The risk of transmission and infection from exposure depends not only on the viral dose, but also on individual factors such as age, individual susceptibility, preexisting medical conditions and the correct use of protective measures. The airborne route is not the only way one can get infected with the virus, as seen by the effectiveness of hand washing, keeping distance and protecting the eyes when in close distance. We therefore opted against the calculation of a "quantum risk" (Buonanno et al., 2020) but prefer to simply report the estimated viral exposure levels and inhaled doses.


The here developed indoor scenario simulator allows estimating the viral exposure and inhaled dose in different indoor settings, based on a simulation of droplet generation and assumptions of indoor conditions. It was created to allow decision makers as well as workplace and facility experts to assess and improve their protection concepts, and to guide indoor exposure assessment campaigns. The tested scenarios document the positive effects of wearing masks and ventilation, and the contribution of viral load, speaking and physical activity. The parameter driving the risk is in most scenarios the emission rate of the infected person: the presence of a super-emitter (99.9%) or very high emitter (99%) was required to reach a critical number of inhaled copies. In very small rooms with poor ventilation (e.g., sitting in a car), already a high emitter (90%) was sufficient, especially if the emitter was singing or talking loudly. Wearing simple surgical/hygiene masks was very effective in almost all cases. However, the retention rate of the different masks is based on the assumption of fit and proper wear by the infected emitters. Personal observation in public spaces suggests that this does not always hold, which has to be considered when doing risk assessments for populations that have difficulties following guidelines and rules.

The analysis of documented super spreading events suggests that the application of the simulator may be useful to predict worst-case scenarios. Preventive efforts should aim at preventing situations where people gather unprotected in small airspaces because in such situations, the presence of a single super-emitter can rapidly result in a super-spreading event. In such situations, mask should be worn, and people should be asked to remain quiet.

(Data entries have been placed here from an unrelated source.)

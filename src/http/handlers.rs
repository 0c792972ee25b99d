//! Route handlers.

use axum::{
    extract::{Path, State},
    http::{Method, StatusCode},
    Json,
};
use serde_json::{json, Value};
use tracing::{field, Span};

use crate::catalog::{self, Product, ProductDetail};
use crate::http::instrumented::{endpoints, instrument_route, RequestTelemetry};
use crate::http::server::AppState;

pub async fn home(State(state): State<AppState>, method: Method) -> Json<Value> {
    RequestTelemetry::counted(state.metrics.clone(), endpoints::HOME, method).finish();
    Json(json!({ "message": "Product API with OpenTelemetry" }))
}

pub async fn get_products(State(state): State<AppState>, method: Method) -> Json<Vec<Product>> {
    let span = tracing::info_span!(
        "get-products",
        db.system = "mongodb",
        product.count = field::Empty,
    );
    let delay = state.list_delay;

    let products = instrument_route(&state.metrics, endpoints::PRODUCTS, method, span, async move {
        // Simulated database query
        tokio::time::sleep(delay).await;
        let products = catalog::list_products();
        Span::current().record("product.count", products.len() as u64);
        products
    })
    .await;

    Json(products)
}

/// `id` must be a run of ASCII digits; anything else does not match the route.
pub async fn get_product(
    State(state): State<AppState>,
    method: Method,
    Path(raw_id): Path<String>,
) -> Result<Json<ProductDetail>, StatusCode> {
    let id = parse_product_id(&raw_id).ok_or(StatusCode::NOT_FOUND)?;

    let span = tracing::info_span!("get-product-by-id", product.id = id);
    let delay = state.lookup_delay;
    let users = state.users.clone();

    let detail = instrument_route(&state.metrics, endpoints::PRODUCT_BY_ID, method, span, async move {
        // Simulated database query
        tokio::time::sleep(delay).await;

        // Failures are already recorded on the call-user-service span
        let owner = users.fetch_user(id).await.ok();

        ProductDetail {
            product: catalog::product_by_id(id),
            owner,
        }
    })
    .await;

    Ok(Json(detail))
}

/// `u64::from_str` also takes a leading `+`, which the route must reject.
fn parse_product_id(raw: &str) -> Option<u64> {
    if raw.is_empty() || !raw.bytes().all(|b| b.is_ascii_digit()) {
        return None;
    }
    raw.parse().ok()
}

pub async fn health() -> Json<Value> {
    Json(json!({ "status": "healthy" }))
}
//! OpenTelemetry export and trace context propagation.
//!
//! # Responsibilities
//! - Build the OTLP span exporter and batching tracer provider
//! - Build the OTLP metric exporter and periodic meter provider
//! - Extract W3C trace context from incoming requests
//! - Inject trace context into outbound requests
//!
//! Export is best effort: the batch processor and periodic reader run on
//! background tasks, so a down collector never blocks a request.

use axum::http::{HeaderMap, HeaderName, HeaderValue};
use opentelemetry::{
    global,
    metrics::MeterProvider as _,
    propagation::{Extractor, Injector},
    trace::TracerProvider as _,
    Context,
};
use opentelemetry_otlp::WithExportConfig;
use opentelemetry_sdk::{
    metrics::{PeriodicReader, SdkMeterProvider},
    propagation::TraceContextPropagator,
    runtime,
    trace::{Config, Tracer, TracerProvider},
};
use std::time::Duration;
use tracing_opentelemetry::OpenTelemetrySpanExt;

use crate::config::TelemetryConfig;
use crate::observability::metrics::OtelMetrics;
use crate::observability::resource::ResourceDescriptor;
use crate::observability::TelemetryError;

/// Instrumentation scope for every tracer and meter of this service.
pub const INSTRUMENTATION_SCOPE: &str = "product-api";

/// Providers created by [`init_exporters`].
pub struct OtelPipeline {
    pub tracer_provider: TracerProvider,
    pub meter_provider: SdkMeterProvider,
}

impl OtelPipeline {
    /// Tracer handed to the `tracing-opentelemetry` layer.
    pub fn tracer(&self) -> Tracer {
        self.tracer_provider.tracer(INSTRUMENTATION_SCOPE)
    }

    /// Counter and histogram backed by the OTLP meter provider.
    pub fn metrics(&self) -> OtelMetrics {
        OtelMetrics::new(&self.meter_provider.meter(INSTRUMENTATION_SCOPE))
    }

    /// Flush pending spans and metrics, then stop the exporters.
    pub fn shutdown(self) {
        if let Err(e) = self.tracer_provider.shutdown() {
            tracing::warn!(error = %e, "Tracer provider shutdown failed");
        }
        if let Err(e) = self.meter_provider.shutdown() {
            tracing::warn!(error = %e, "Meter provider shutdown failed");
        }
    }
}

/// Build OTLP/gRPC exporters for spans and metrics and register them as the
/// process-wide providers. Must run inside a Tokio runtime.
#[allow(deprecated)]
pub fn init_exporters(
    config: &TelemetryConfig,
    resource: &ResourceDescriptor,
) -> Result<OtelPipeline, TelemetryError> {
    let timeout = Duration::from_secs(config.export_timeout_secs);

    let span_exporter = opentelemetry_otlp::SpanExporter::builder()
        .with_tonic()
        .with_endpoint(config.otlp_endpoint.clone())
        .with_timeout(timeout)
        .build()
        .map_err(|e| TelemetryError::Exporter(e.to_string()))?;

    let tracer_provider = TracerProvider::builder()
        .with_batch_exporter(span_exporter, runtime::Tokio)
        .with_config(Config::default().with_resource(resource.to_resource()))
        .build();

    let metric_exporter = opentelemetry_otlp::MetricExporter::builder()
        .with_tonic()
        .with_endpoint(config.otlp_endpoint.clone())
        .with_timeout(timeout)
        .build()
        .map_err(|e| TelemetryError::Exporter(e.to_string()))?;

    let reader = PeriodicReader::builder(metric_exporter, runtime::Tokio)
        .with_interval(Duration::from_secs(config.metric_interval_secs))
        .build();

    let meter_provider = SdkMeterProvider::builder()
        .with_reader(reader)
        .with_resource(resource.to_resource())
        .build();

    global::set_text_map_propagator(TraceContextPropagator::new());
    global::set_tracer_provider(tracer_provider.clone());
    global::set_meter_provider(meter_provider.clone());

    Ok(OtelPipeline {
        tracer_provider,
        meter_provider,
    })
}

/// Extract the caller's trace context from request headers.
pub fn extract_context(headers: &HeaderMap) -> Context {
    global::get_text_map_propagator(|propagator| propagator.extract(&HeaderExtractor(headers)))
}

/// Inject the trace context of `span` into outbound request headers.
pub fn inject_span_context(span: &tracing::Span, headers: &mut HeaderMap) {
    let context = span.context();
    global::get_text_map_propagator(|propagator| {
        propagator.inject_context(&context, &mut HeaderInjector(headers))
    });
}

// Header extractor for OpenTelemetry propagation
struct HeaderExtractor<'a>(&'a HeaderMap);

impl Extractor for HeaderExtractor<'_> {
    fn get(&self, key: &str) -> Option<&str> {
        self.0.get(key).and_then(|v| v.to_str().ok())
    }

    fn keys(&self) -> Vec<&str> {
        self.0.keys().map(|k| k.as_str()).collect()
    }
}

// Header injector for OpenTelemetry propagation
struct HeaderInjector<'a>(&'a mut HeaderMap);

impl Injector for HeaderInjector<'_> {
    fn set(&mut self, key: &str, value: String) {
        if let (Ok(name), Ok(value)) = (
            HeaderName::from_bytes(key.as_bytes()),
            HeaderValue::from_str(&value),
        ) {
            self.0.insert(name, value);
        }
    }
}

#[cfg(test)]
mod tests {
    use super::*;
    use opentelemetry::propagation::TextMapPropagator;
    use opentelemetry::trace::TraceContextExt;

    const TRACEPARENT: &str = "00-4bf92f3577b34da6a3ce929d0e0e4736-00f067aa0ba902b7-01";

    #[test]
    fn test_extract_and_inject_traceparent() {
        let propagator = TraceContextPropagator::new();

        let mut incoming = HeaderMap::new();
        incoming.insert("traceparent", HeaderValue::from_static(TRACEPARENT));
        let context = propagator.extract(&HeaderExtractor(&incoming));
        let span_context = context.span().span_context().clone();
        assert!(span_context.is_valid());
        assert_eq!(
            span_context.trace_id().to_string(),
            "4bf92f3577b34da6a3ce929d0e0e4736"
        );

        let mut outgoing = HeaderMap::new();
        propagator.inject_context(&context, &mut HeaderInjector(&mut outgoing));
        assert_eq!(outgoing.get("traceparent").unwrap(), TRACEPARENT);
    }

    #[test]
    fn test_extract_without_headers_is_empty() {
        let propagator = TraceContextPropagator::new();
        let headers = HeaderMap::new();
        let context = propagator.extract(&HeaderExtractor(&headers));
        assert!(!context.span().span_context().is_valid());
    }
}
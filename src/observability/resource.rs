//! Process identity attached to all telemetry.

use opentelemetry::KeyValue;
use opentelemetry_sdk::Resource;

use crate::config::ServiceIdentity;

// Semantic convention keys (avoiding dependency on semconv_experimental feature)
const SERVICE_NAME: &str = "service.name";
const SERVICE_VERSION: &str = "service.version";
const DEPLOYMENT_ENVIRONMENT: &str = "deployment.environment";

/// Static service identity, built once at startup.
#[derive(Debug, Clone, PartialEq, Eq)]
pub struct ResourceDescriptor {
    service_name: String,
    service_version: String,
    environment: String,
}

impl ResourceDescriptor {
    pub fn new(
        service_name: impl Into<String>,
        service_version: impl Into<String>,
        environment: impl Into<String>,
    ) -> Self {
        Self {
            service_name: service_name.into(),
            service_version: service_version.into(),
            environment: environment.into(),
        }
    }

    pub fn service_name(&self) -> &str {
        &self.service_name
    }

    pub fn service_version(&self) -> &str {
        &self.service_version
    }

    pub fn environment(&self) -> &str {
        &self.environment
    }

    /// Attribute list in OpenTelemetry form.
    pub fn attributes(&self) -> Vec<KeyValue> {
        vec![
            KeyValue::new(SERVICE_NAME, self.service_name.clone()),
            KeyValue::new(SERVICE_VERSION, self.service_version.clone()),
            KeyValue::new(DEPLOYMENT_ENVIRONMENT, self.environment.clone()),
        ]
    }

    /// Build the SDK resource shared by the tracer and meter providers.
    pub fn to_resource(&self) -> Resource {
        Resource::new(self.attributes())
    }
}

impl From<&ServiceIdentity> for ResourceDescriptor {
    fn from(identity: &ServiceIdentity) -> Self {
        Self::new(&identity.name, &identity.version, &identity.environment)
    }
}
//! Product payloads.

use serde::{Deserialize, Serialize};
use serde_json::Value;

/// One catalog entry.
#[derive(Debug, Clone, PartialEq, Eq, Serialize, Deserialize)]
pub struct Product {
    pub id: u64,
    pub name: String,
    pub price: u64,
}

impl Product {
    pub fn new(id: u64, name: impl Into<String>, price: u64) -> Self {
        Self {
            id,
            name: name.into(),
            price,
        }
    }
}

/// A product enriched with its owner from the user service.
///
/// `owner` serializes as `null` when the user service could not be reached.
#[derive(Debug, Clone, PartialEq, Serialize, Deserialize)]
pub struct ProductDetail {
    #[serde(flatten)]
    pub product: Product,
    pub owner: Option<Value>,
}
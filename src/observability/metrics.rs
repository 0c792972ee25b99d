//! Request metrics.
//!
//! # Metrics
//! - `product_api_requests_total` (counter): requests by endpoint, method
//! - `product_api_processing_seconds` (histogram): handler duration by endpoint
//!
//! # Design Decisions
//! - Handlers see only the [`MetricsSink`] trait, injected through app state
//! - OTLP instruments and the Prometheus facade are interchangeable sinks
//! - Instruments are lock-free and safe to update from concurrent requests

use metrics_exporter_prometheus::PrometheusBuilder;
use opentelemetry::metrics::{Counter, Histogram, Meter};
use opentelemetry::KeyValue;
use std::net::SocketAddr;
use std::sync::Arc;
use std::time::Duration;

use crate::observability::TelemetryError;

pub const REQUESTS_TOTAL: &str = "product_api_requests_total";
pub const PROCESSING_SECONDS: &str = "product_api_processing_seconds";

/// Destination for the per-request counter and duration histogram.
pub trait MetricsSink: Send + Sync {
    /// Count one handled request.
    fn increment_request(&self, endpoint: &str, method: &str);

    /// Record how long an instrumented handler took.
    fn record_processing(&self, endpoint: &str, elapsed: Duration);
}

/// Sink backed by OpenTelemetry instruments (exported over OTLP).
pub struct OtelMetrics {
    requests: Counter<u64>,
    processing: Histogram<f64>,
}

impl OtelMetrics {
    pub fn new(meter: &Meter) -> Self {
        let requests = meter
            .u64_counter(REQUESTS_TOTAL)
            .with_description("Total number of requests")
            .build();
        let processing = meter
            .f64_histogram(PROCESSING_SECONDS)
            .with_description("Processing time in seconds")
            .with_unit("s")
            .build();

        Self {
            requests,
            processing,
        }
    }
}

impl MetricsSink for OtelMetrics {
    fn increment_request(&self, endpoint: &str, method: &str) {
        self.requests.add(
            1,
            &[
                KeyValue::new("endpoint", endpoint.to_string()),
                KeyValue::new("method", method.to_string()),
            ],
        );
    }

    fn record_processing(&self, endpoint: &str, elapsed: Duration) {
        self.processing.record(
            elapsed.as_secs_f64(),
            &[KeyValue::new("endpoint", endpoint.to_string())],
        );
    }
}

/// Sink that writes through the `metrics` facade (Prometheus exposition).
#[derive(Debug, Default, Clone, Copy)]
pub struct PrometheusMetrics;

impl MetricsSink for PrometheusMetrics {
    fn increment_request(&self, endpoint: &str, method: &str) {
        metrics::counter!(
            REQUESTS_TOTAL,
            "endpoint" => endpoint.to_string(),
            "method" => method.to_string()
        )
        .increment(1);
    }

    fn record_processing(&self, endpoint: &str, elapsed: Duration) {
        metrics::histogram!(PROCESSING_SECONDS, "endpoint" => endpoint.to_string())
            .record(elapsed.as_secs_f64());
    }
}

/// Install the Prometheus recorder and its scrape listener.
pub fn install_prometheus(addr: SocketAddr) -> Result<(), TelemetryError> {
    PrometheusBuilder::new()
        .with_http_listener(addr)
        .install()
        .map_err(|e| TelemetryError::Exporter(e.to_string()))?;

    metrics::describe_counter!(REQUESTS_TOTAL, "Total number of requests");
    metrics::describe_histogram!(
        PROCESSING_SECONDS,
        metrics::Unit::Seconds,
        "Processing time in seconds"
    );

    tracing::info!(address = %addr, "Prometheus metrics endpoint started");
    Ok(())
}

/// Forwards every record to each inner sink.
#[derive(Default, Clone)]
pub struct FanoutMetrics {
    sinks: Vec<Arc<dyn MetricsSink>>,
}

impl FanoutMetrics {
    pub fn new() -> Self {
        Self::default()
    }

    pub fn push(&mut self, sink: Arc<dyn MetricsSink>) {
        self.sinks.push(sink);
    }

    pub fn is_empty(&self) -> bool {
        self.sinks.is_empty()
    }
}

impl MetricsSink for FanoutMetrics {
    fn increment_request(&self, endpoint: &str, method: &str) {
        for sink in &self.sinks {
            sink.increment_request(endpoint, method);
        }
    }

    fn record_processing(&self, endpoint: &str, elapsed: Duration) {
        for sink in &self.sinks {
            sink.record_processing(endpoint, elapsed);
        }
    }
}
//! OS signal handling.
//!
//! SIGINT (Ctrl+C) and, on Unix, SIGTERM both request graceful shutdown.

use crate::lifecycle::Shutdown;

/// Wait until the process is asked to terminate.
pub async fn wait_for_termination() {
    let ctrl_c = async {
        if let Err(e) = tokio::signal::ctrl_c().await {
            tracing::error!(error = %e, "Failed to install Ctrl+C handler");
            std::future::pending::<()>().await;
        }
    };

    #[cfg(unix)]
    let terminate = async {
        match tokio::signal::unix::signal(tokio::signal::unix::SignalKind::terminate()) {
            Ok(mut signal) => {
                signal.recv().await;
            }
            Err(e) => {
                tracing::error!(error = %e, "Failed to install SIGTERM handler");
                std::future::pending::<()>().await;
            }
        }
    };

    #[cfg(not(unix))]
    let terminate = std::future::pending::<()>();

    tokio::select! {
        _ = ctrl_c => tracing::info!("SIGINT received"),
        _ = terminate => tracing::info!("SIGTERM received"),
    }
}

/// Spawn a task that triggers `shutdown` on the first termination signal.
pub fn spawn_signal_handler(shutdown: Shutdown) {
    tokio::spawn(async move {
        wait_for_termination().await;
        shutdown.trigger();
    });
}
//! Product API: a traced demo web service.
//!
//! Serves a small product catalog, enriches single products with their
//! owner from a downstream user service, and exports traces and metrics
//! over OTLP.

pub mod catalog;
pub mod config;
pub mod downstream;
pub mod http;
pub mod lifecycle;
pub mod observability;

pub use config::ServiceConfig;
pub use http::HttpServer;
pub use lifecycle::Shutdown;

This study was supported in part by Switzerland's State Secretariat for Economic Affairs (SECO) with a grant that explicitly encouraged publication of the findings. We would like to thank Samuel Iff, SECO, for his critical review of the manuscript.


The contents of this article do not necessarily represent SECO policy, nor does mention of trade names or commercial products constitute endorsement or recommendation for use.